Pauschaler Wahlrechtsausschluss unzulässig (SH-NEWS 2019/017 vom 23.02.2019)

01.03.2019

Wahlgesetze müssen für Europawahl und Landtagswahlen überarbeitet werden

(PM; Red/mbg) Zur veröffentlichten Entscheidung des Bundesverfassungsgerichts zu den Regelungen der Wahlrechtsausschlüsse für Betreute in allen Angelegenheiten und wegen Schuldunfähigkeit untergebrachte Straftäter erklärt die Monitoring-Stelle UN-Behinderten-rechtskonvention des Deutschen Instituts für Menschenrechte:

„Wir begrüßen die Feststellung des Bundesverfassungsgerichts, dass die Regelungen der Wahlrechtsausschlüsse für in allen ihren Angelegenheiten Betreute gemäß § 13 Nr. 2 des Bundeswahlgesetzes (BWahlG) und für wegen Schuldunfähigkeit in einem psychiatrischen Krankenhaus untergebrachte Straftäter gemäß § 13 Nr. 3 BWahlG verfassungswidrig sind."

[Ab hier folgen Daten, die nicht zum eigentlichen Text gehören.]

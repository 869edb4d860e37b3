use thiserror::Error;

use crate::constants::{
    ERR_EXPENSE_NOT_FOUND, ERR_INVALID_CREDENTIALS, ERR_NOT_LOGGED_IN, ERR_USERNAME_TAKEN,
};

/// Ledger error type
#[derive(Error, Debug)]
pub enum LedgerError {
    #[error("Serialization error: {0}")]
    Serialization(#[from] serde_json::Error),

    #[error("I/O error: {0}")]
    Io(#[from] std::io::Error),

    #[error("CSV error: {0}")]
    Csv(#[from] csv::Error),

    #[error("Credential error: {0}")]
    Credential(String),

    #[error("{}", ERR_USERNAME_TAKEN)]
    UserAlreadyExists,

    #[error("{}", ERR_INVALID_CREDENTIALS)]
    InvalidCredentials,

    #[error("{}", ERR_NOT_LOGGED_IN)]
    NotAuthenticated,

    #[error("{}", ERR_EXPENSE_NOT_FOUND)]
    ExpenseNotFound,

    #[error("{0}")]
    InvalidInput(String),

    #[error("Please send a passcode first or the passcode has expired")]
    PasscodeMissing,

    #[error("Passcode has expired. Please request a new one")]
    PasscodeExpired,

    #[error("Invalid passcode. Please check and try again")]
    PasscodeMismatch,

    #[error("Passcode delivery failed: {0}")]
    Delivery(String),
}

impl LedgerError {
    /// Whether this error is an internal failure rather than a rejected request
    pub fn is_internal(&self) -> bool {
        matches!(
            self,
            LedgerError::Serialization(_)
                | LedgerError::Io(_)
                | LedgerError::Csv(_)
                | LedgerError::Credential(_)
        )
    }

    /// Message safe to show to the user
    ///
    /// Internal failures are logged and replaced by `fallback`; everything
    /// else carries its own message.
    pub fn user_message(&self, fallback: &str) -> String {
        if self.is_internal() {
            tracing::error!("{}: {:?}", fallback, self);
            return fallback.to_string();
        }
        self.to_string()
    }
}

/// Result type alias for ledger results
pub type Result<T> = std::result::Result<T, LedgerError>;
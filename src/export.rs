//! CSV export of the visible expense list

use chrono::NaiveDate;

use crate::constants::ERR_NOTHING_TO_EXPORT;
use crate::error::{LedgerError, Result};
use crate::models::Expense;

const HEADERS: [&str; 4] = ["Date", "Description", "Category", "Amount"];

/// Render expenses as CSV, one row each in the given order
pub fn to_csv(expenses: &[Expense]) -> Result<String> {
    if expenses.is_empty() {
        return Err(LedgerError::InvalidInput(ERR_NOTHING_TO_EXPORT.to_string()));
    }

    let mut writer = csv::Writer::from_writer(Vec::new());
    writer.write_record(HEADERS)?;
    for expense in expenses {
        writer.write_record([
            format_date(expense.date),
            expense.description.clone(),
            expense.category.label().to_string(),
            format!("{:.2}", expense.amount),
        ])?;
    }

    let bytes = writer
        .into_inner()
        .map_err(|e| LedgerError::Io(e.into_error()))?;
    tracing::info!("Exported {} expenses", expenses.len());
    String::from_utf8(bytes).map_err(|e| LedgerError::InvalidInput(e.to_string()))
}

/// Download name for an export made on `date`
pub fn file_name(date: NaiveDate) -> String {
    format!("expenses-{}.csv", date.format("%Y-%m-%d"))
}

/// `5 Jan 2024`
fn format_date(date: NaiveDate) -> String {
    date.format("%-d %b %Y").to_string()
}
pub mod expense;
pub mod session;
pub mod user;

pub use expense::{Category, Expense, NewExpense};
pub use session::SessionData;
pub use user::User;
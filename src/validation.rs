use rust_decimal::Decimal;

use crate::constants::{
    ERR_AMOUNT_TOO_LARGE, ERR_AMOUNT_TOO_PRECISE, MAX_AMOUNT_CENTS, MAX_AMOUNT_SCALE,
    MIN_PASSWORD_LEN, MIN_USERNAME_LEN,
};
use crate::error::{LedgerError, Result};
use crate::models::NewExpense;

/// Username must be at least `MIN_USERNAME_LEN` characters after trimming
pub fn validate_username(username: &str) -> Result<()> {
    if username.trim().chars().count() < MIN_USERNAME_LEN {
        return Err(LedgerError::InvalidInput(format!(
            "Username must be at least {} characters long",
            MIN_USERNAME_LEN
        )));
    }
    Ok(())
}

/// Password must be at least `MIN_PASSWORD_LEN` characters after trimming
pub fn validate_password(password: &str) -> Result<()> {
    if password.trim().chars().count() < MIN_PASSWORD_LEN {
        return Err(LedgerError::InvalidInput(format!(
            "Password must be at least {} characters long",
            MIN_PASSWORD_LEN
        )));
    }
    Ok(())
}

/// Loose email shape check: `local@domain.tld` with no whitespace
pub fn is_valid_email(email: &str) -> bool {
    if email.chars().any(char::is_whitespace) {
        return false;
    }
    let mut parts = email.split('@');
    let (Some(local), Some(domain), None) = (parts.next(), parts.next(), parts.next()) else {
        return false;
    };
    if local.is_empty() {
        return false;
    }
    // Need something on both sides of at least one dot in the domain
    domain
        .char_indices()
        .any(|(i, c)| c == '.' && i > 0 && i + 1 < domain.len())
}

/// Required free-text field
pub fn require(value: &str, field: &str) -> Result<()> {
    if value.trim().is_empty() {
        return Err(LedgerError::InvalidInput(format!("{} is required", field)));
    }
    Ok(())
}

/// Description present and amount strictly positive, bounded, and in whole cents
pub fn validate_expense(expense: &NewExpense) -> Result<()> {
    require(&expense.description, "Description")?;
    validate_amount(expense.amount)
}

/// Amount in `(0, MAX_AMOUNT_CENTS / 100]` with at most `MAX_AMOUNT_SCALE` decimals
pub fn validate_amount(amount: Decimal) -> Result<()> {
    if amount <= Decimal::ZERO {
        return Err(LedgerError::InvalidInput(
            "Amount must be greater than zero".to_string(),
        ));
    }
    if amount > Decimal::new(MAX_AMOUNT_CENTS, 2) {
        return Err(LedgerError::InvalidInput(ERR_AMOUNT_TOO_LARGE.to_string()));
    }
    // Trailing zeros don't count: 10.500 is fine
    if amount.normalize().scale() > MAX_AMOUNT_SCALE {
        return Err(LedgerError::InvalidInput(ERR_AMOUNT_TOO_PRECISE.to_string()));
    }
    Ok(())
}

"Bei diesen Wahlrechtsausschlüssen handelt sich um eine ungerechtfertigte Ungleichbehandlung, die auch im Widerspruch zu Artikel 29 UN-Behindertenrechts-konvention steht.
Damit ist die Ungleichbehandlung hinsichtlich der Bundestagswahl mit sofortiger Wirkung beendet. Das ist ein wichtiger Schritt für Rechtsstaat und Demokratie.
Wir empfehlen dem Deutschen Bundestag, jetzt auch die Wahlrechtsausschlüsse im Europawahlgesetz aufzuheben.
Die Landesgesetzgeber müssen im Lichte der Entscheidung ihre Landeswahlgesetze ebenfalls anpassen und sollten bis dahin allen Menschen mit Behinderungen das Wahlrecht einräumen.“

Urteil des Bundesverfassungsgerichts

Das Deutsche Institut für Menschenrechte hatte in Zusammenarbeit mit den Selbsthilfevereinigungen behinderter und chronisch kranker Menschen im Verfahren eine

Stellungnahme

abgegeben.

Kommentar:

Die Landesarbeitsgemeinschaft Selbsthilfe Sachsen e.V. (LAG SH) und ihre Mitgliedsvereinigungen  begrüßen die Entscheidung des Bundesverfassungsgerichts nachdrücklich. Letztlich hatten auch sie seit längerem die Aufhebung des pauschalen Wahlrechtsausschlusses für den genannten Personenkreis gefordert.
Sie erwarten im Hinblick auf die bevorstehenden Kommunalwahlen und die Landtagswahl nun, dass die sächsischen Regelungen kurzfristig entsprechend der Grundsatzentscheidung des Bundesverfassungsgerichts angepasst werden.
Zugleich geht an die eingesetzten vormundschaftlichen und sozialen Betreuer die Aufforderung, den Betreuten eine angemessene Unterstützung zur Formulierung einer eigenständigen Wahlentscheidung zu gewähren
Und natürlich alles im umfassenden Sinne barrierefrei, denn auch da gibt es noch erhebliche Probleme.